«^»
7.3. Providing your own interfaces

So far, the examples have involved interfaces that others have provided. So, when might we want to provide our own interface declarations?

We may want to do this if we have many classes that provide the same set of operations and we want to execute code that processes various objects of these different classes.

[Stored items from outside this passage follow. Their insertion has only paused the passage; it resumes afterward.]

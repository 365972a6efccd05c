//! Read command implementation

use indicatif::{ProgressBar, ProgressStyle};
use std::fs::File;
use std::io::Write;
use std::path::Path;

use fpgaflash_core::spi::PAGE_SIZE;
use fpgaflash_core::{flash, fpga, Bridge, Transport};

/// Run the read command: dump `length` bytes starting at `start` to a file
pub fn run_read<T: Transport>(
    bridge: &mut Bridge<T>,
    output: &Path,
    start: u32,
    length: u32,
) -> Result<(), Box<dyn std::error::Error>> {
    fpga::enter_reset(bridge)?;
    fpga::release_flash_power_down(bridge)?;
    flash::verify_id(bridge)?;

    let pb = ProgressBar::new(length as u64);
    pb.set_style(
        ProgressStyle::default_bar()
            .template(
                "{spinner:.green} [{elapsed_precise}] [{bar:40.cyan/blue}] {bytes}/{total_bytes} ({bytes_per_sec}, {eta}) Reading",
            )
            .unwrap_or_else(|_| ProgressStyle::default_bar())
            .progress_chars("#>-"),
    );

    let mut data = Vec::with_capacity(length as usize);
    let mut addr = start;
    while data.len() < length as usize {
        let page = flash::read_page_fast(bridge, addr)?;
        data.extend_from_slice(&page);
        addr += PAGE_SIZE as u32;
        pb.set_position(data.len().min(length as usize) as u64);
    }
    data.truncate(length as usize);
    pb.finish_with_message("Read complete");

    // Nothing changed; let the FPGA reconfigure from the untouched flash.
    fpga::exit_reset(bridge)?;

    let mut file = File::create(output)?;
    file.write_all(&data)?;
    println!("Wrote {} bytes to {:?}", data.len(), output);

    Ok(())
}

Suppose we are processing geometrical figures, some of which are circles and others are rectangles. Suppose we want to find out the area or the perimeter of these figures. We could provide the interface:

public interface Figure
{
   public double area();
   public double perimeter();
}

and provide classes called Circle and Rectangle. Here is some code for Circle:

public class Circle implements Figure
{
   private double iRadius;
   public Circle(final double pRadius)
   {
      iRadius = pRadius;
   }
   public double area()
   {
      return Math.PI*iRadius*iRadius;
   }
   public double perimeter()
   {
      return 2.0*Math.PI*iRadius;
   }
   ...
}

The code for Rectangle is similar.

Suppose we store several objects of these two classes in a list:

final List tList = new ArrayList();
tList.add( new Circle(100.0) );
tList.add( new Rectangle(200.0, 300.0) );
...

We can then process the elements of the list using code like:

final Iterator tIterator = tList.iterator(); 
while ( tIterator.hasNext() )
{
   final Figure tFigure = (Figure)tIterator.next();
   System.out.println( tFigure.area() );
}

By coding the classes as implementations of an interface we can perform operations on objects that are of different classes.